■ Action item: Please return the lines below verbatim, beginning at the one that has "let url = hit.detail_url().to_string();" and stopping after the one that has "Ok(bytes) if self.is_displayed(id)", and add no other lines.

■ Extracted entries:

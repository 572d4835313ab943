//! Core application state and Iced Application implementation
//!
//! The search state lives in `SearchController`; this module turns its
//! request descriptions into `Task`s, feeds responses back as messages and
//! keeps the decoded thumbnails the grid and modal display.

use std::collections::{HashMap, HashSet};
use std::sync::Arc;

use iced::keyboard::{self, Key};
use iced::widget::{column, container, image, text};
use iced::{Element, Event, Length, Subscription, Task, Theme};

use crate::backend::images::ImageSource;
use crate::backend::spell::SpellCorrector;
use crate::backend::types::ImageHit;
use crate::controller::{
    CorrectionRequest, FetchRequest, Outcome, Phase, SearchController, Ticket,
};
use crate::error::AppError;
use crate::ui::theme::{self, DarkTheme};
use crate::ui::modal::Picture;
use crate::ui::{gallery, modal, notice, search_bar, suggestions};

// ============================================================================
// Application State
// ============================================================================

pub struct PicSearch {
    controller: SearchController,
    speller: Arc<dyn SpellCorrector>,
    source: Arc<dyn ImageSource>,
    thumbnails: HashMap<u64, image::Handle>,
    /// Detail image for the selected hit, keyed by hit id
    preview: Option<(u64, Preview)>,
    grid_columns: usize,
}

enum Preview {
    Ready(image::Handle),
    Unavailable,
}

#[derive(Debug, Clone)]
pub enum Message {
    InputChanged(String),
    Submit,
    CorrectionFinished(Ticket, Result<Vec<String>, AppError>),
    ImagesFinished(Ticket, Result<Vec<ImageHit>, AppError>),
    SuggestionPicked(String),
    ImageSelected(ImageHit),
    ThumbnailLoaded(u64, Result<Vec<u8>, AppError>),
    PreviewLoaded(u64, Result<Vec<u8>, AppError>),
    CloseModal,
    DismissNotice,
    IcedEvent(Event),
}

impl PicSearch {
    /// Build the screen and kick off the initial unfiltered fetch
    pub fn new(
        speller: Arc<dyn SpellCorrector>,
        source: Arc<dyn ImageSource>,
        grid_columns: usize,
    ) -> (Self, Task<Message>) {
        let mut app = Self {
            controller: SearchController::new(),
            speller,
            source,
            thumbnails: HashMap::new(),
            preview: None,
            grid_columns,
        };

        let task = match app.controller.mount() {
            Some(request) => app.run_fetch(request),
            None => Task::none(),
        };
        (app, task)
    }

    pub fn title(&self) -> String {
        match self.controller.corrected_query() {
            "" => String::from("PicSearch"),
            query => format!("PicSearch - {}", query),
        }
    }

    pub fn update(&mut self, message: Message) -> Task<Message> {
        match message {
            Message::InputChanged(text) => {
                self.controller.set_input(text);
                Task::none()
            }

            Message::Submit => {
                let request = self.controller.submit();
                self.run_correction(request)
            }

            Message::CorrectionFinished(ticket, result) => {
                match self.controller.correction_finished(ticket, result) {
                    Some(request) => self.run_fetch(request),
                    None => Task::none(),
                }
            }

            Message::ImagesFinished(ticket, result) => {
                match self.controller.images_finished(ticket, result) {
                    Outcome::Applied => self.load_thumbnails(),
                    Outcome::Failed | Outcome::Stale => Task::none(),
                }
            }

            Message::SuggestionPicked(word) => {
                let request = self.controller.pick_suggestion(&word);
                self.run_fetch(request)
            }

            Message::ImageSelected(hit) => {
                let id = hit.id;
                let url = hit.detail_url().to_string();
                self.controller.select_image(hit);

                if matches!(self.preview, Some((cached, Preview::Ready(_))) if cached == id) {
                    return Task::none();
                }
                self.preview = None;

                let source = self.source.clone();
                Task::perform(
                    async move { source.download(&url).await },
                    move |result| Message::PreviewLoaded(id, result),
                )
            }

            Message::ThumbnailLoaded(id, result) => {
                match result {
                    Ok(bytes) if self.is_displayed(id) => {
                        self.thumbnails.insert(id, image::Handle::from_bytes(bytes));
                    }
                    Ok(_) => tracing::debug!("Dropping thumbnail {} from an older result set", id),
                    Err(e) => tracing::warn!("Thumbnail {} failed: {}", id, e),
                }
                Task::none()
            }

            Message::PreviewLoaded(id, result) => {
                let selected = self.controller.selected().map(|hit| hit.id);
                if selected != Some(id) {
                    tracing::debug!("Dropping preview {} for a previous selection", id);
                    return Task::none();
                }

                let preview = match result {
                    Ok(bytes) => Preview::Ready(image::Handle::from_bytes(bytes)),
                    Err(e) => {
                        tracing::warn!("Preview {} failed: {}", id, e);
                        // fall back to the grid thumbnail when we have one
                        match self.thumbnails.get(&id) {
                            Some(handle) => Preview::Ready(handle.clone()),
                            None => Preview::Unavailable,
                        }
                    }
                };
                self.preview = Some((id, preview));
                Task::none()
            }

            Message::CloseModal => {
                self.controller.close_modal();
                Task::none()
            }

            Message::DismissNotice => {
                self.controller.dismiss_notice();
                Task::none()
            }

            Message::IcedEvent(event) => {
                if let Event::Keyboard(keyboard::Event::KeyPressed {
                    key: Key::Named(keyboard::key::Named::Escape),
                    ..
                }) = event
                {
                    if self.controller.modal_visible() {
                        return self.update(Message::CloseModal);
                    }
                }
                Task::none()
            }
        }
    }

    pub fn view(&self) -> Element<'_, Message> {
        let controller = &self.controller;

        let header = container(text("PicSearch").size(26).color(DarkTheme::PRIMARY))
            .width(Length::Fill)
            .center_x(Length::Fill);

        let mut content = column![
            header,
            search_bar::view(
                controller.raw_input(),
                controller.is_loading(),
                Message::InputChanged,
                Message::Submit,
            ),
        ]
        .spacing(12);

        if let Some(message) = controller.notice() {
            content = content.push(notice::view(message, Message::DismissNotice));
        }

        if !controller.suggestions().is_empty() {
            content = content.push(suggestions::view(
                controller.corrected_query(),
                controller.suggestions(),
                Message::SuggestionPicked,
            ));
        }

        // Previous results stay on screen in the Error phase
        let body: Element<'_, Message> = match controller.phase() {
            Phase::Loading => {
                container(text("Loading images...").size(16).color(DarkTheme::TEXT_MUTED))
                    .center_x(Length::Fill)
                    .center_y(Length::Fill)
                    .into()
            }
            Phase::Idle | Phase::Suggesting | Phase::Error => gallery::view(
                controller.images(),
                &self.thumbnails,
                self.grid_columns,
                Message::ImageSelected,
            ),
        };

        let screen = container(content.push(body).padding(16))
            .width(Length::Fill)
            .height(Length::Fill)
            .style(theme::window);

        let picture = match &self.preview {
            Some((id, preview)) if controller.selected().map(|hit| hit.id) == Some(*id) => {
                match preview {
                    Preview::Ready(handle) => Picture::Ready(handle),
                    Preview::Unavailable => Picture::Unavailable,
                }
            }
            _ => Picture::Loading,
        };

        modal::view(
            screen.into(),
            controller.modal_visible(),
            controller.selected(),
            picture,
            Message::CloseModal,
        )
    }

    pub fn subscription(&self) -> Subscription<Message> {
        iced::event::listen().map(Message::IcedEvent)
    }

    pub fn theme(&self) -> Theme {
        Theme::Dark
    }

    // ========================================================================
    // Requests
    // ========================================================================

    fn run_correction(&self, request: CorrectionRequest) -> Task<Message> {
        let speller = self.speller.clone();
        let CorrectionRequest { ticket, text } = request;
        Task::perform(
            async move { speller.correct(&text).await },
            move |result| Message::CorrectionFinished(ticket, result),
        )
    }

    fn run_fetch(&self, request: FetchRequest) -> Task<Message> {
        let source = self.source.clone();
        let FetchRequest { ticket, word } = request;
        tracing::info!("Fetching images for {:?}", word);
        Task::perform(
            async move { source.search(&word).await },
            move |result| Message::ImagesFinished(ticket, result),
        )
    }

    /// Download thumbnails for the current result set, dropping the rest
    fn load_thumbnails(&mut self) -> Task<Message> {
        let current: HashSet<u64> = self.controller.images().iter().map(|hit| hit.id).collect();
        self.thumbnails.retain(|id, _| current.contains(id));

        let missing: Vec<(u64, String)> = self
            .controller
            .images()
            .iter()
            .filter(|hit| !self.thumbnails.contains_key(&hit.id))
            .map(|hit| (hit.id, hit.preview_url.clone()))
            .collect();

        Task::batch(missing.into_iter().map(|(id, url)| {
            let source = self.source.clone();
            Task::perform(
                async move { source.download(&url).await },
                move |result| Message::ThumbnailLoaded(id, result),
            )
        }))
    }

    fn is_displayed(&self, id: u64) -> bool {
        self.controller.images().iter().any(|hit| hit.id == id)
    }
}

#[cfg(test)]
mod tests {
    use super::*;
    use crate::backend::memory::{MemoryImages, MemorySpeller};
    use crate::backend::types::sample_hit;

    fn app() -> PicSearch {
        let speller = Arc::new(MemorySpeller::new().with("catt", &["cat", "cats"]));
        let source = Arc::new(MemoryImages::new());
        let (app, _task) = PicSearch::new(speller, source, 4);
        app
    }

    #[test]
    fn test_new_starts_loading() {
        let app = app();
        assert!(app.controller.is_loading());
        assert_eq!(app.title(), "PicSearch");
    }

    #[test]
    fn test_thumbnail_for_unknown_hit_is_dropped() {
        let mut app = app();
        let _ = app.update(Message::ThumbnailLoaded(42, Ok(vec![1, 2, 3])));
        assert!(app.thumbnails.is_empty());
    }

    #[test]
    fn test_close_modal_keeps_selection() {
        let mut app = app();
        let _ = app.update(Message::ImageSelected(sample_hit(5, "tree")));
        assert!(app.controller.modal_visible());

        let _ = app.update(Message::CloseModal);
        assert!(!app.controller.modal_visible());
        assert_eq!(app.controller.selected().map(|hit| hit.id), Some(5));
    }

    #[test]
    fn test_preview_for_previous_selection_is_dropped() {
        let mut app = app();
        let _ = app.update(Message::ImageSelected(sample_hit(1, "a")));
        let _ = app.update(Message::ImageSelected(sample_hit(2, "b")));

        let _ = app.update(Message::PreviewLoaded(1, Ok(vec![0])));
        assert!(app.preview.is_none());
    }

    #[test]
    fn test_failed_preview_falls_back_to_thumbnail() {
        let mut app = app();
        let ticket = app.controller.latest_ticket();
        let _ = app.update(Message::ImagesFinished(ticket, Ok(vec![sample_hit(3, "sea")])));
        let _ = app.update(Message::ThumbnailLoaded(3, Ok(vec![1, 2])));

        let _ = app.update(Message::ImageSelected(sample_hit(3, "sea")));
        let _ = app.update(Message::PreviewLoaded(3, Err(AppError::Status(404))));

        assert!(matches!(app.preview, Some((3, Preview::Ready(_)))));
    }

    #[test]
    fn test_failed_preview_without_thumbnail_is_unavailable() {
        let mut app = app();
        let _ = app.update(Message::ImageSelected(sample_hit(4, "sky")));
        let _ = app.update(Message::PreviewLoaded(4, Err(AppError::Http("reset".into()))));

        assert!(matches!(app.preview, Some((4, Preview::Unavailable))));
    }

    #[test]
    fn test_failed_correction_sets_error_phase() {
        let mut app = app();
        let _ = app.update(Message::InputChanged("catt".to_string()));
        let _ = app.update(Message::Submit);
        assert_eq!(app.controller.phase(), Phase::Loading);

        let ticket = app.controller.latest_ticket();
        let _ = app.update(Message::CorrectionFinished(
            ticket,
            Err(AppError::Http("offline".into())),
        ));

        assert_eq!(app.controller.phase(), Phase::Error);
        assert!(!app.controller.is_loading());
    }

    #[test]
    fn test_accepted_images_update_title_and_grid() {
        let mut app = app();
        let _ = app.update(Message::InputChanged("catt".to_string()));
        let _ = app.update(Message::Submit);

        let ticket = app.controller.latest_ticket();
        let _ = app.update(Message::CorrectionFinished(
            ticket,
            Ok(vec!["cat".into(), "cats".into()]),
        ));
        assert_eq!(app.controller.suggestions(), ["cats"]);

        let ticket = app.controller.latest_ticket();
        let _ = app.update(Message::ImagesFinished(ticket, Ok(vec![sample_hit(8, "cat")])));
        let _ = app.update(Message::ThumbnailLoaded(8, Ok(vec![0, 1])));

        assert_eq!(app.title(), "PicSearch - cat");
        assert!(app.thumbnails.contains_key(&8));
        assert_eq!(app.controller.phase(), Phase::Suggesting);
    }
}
==
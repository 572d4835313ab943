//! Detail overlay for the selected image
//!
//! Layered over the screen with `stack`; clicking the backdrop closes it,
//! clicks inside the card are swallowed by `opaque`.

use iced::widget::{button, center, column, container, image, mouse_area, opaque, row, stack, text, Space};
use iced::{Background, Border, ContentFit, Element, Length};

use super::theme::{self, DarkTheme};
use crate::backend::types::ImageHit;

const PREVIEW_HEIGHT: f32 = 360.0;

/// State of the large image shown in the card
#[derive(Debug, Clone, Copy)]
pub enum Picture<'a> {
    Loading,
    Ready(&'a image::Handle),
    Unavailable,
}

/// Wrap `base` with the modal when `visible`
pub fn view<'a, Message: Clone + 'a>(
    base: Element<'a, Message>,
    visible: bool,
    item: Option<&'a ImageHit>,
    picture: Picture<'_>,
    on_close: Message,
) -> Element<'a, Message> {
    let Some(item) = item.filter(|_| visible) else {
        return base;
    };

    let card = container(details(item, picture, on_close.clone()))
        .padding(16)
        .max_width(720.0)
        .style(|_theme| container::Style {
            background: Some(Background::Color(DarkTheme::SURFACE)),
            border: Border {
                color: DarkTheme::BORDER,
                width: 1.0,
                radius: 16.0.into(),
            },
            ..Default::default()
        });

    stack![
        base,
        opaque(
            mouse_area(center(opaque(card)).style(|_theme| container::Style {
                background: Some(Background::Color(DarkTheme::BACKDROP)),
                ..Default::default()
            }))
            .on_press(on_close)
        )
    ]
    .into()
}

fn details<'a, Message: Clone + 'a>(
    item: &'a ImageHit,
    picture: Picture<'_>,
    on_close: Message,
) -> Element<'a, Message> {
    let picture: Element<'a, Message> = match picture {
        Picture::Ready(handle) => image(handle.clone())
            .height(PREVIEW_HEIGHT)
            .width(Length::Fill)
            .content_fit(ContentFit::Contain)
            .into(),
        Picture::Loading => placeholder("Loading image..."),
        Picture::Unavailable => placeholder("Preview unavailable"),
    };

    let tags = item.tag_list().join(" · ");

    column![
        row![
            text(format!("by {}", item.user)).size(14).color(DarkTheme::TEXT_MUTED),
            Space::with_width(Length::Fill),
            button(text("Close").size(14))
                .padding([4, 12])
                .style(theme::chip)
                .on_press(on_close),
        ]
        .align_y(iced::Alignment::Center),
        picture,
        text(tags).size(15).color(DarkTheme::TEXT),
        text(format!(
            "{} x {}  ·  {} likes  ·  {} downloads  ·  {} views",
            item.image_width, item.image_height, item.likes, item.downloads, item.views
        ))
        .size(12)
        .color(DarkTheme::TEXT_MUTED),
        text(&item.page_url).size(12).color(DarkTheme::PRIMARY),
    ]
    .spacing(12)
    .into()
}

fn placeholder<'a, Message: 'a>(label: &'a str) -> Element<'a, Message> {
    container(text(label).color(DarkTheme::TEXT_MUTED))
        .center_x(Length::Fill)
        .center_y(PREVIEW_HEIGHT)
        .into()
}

■ Solution to this exercise:
                let url = hit.detail_url().to_string();
                self.controller.select_image(hit);

                if matches!(self.preview, Some((cached, Preview::Ready(_))) if cached == id) {
                    return Task::none();
                }
                self.preview = None;

                let source = self.source.clone();
                Task::perform(
                    async move { source.download(&url).await },
                    move |result| Message::PreviewLoaded(id, result),
                )
            }

            Message::ThumbnailLoaded(id, result) => {
                match result {
                    Ok(bytes) if self.is_displayed(id) => {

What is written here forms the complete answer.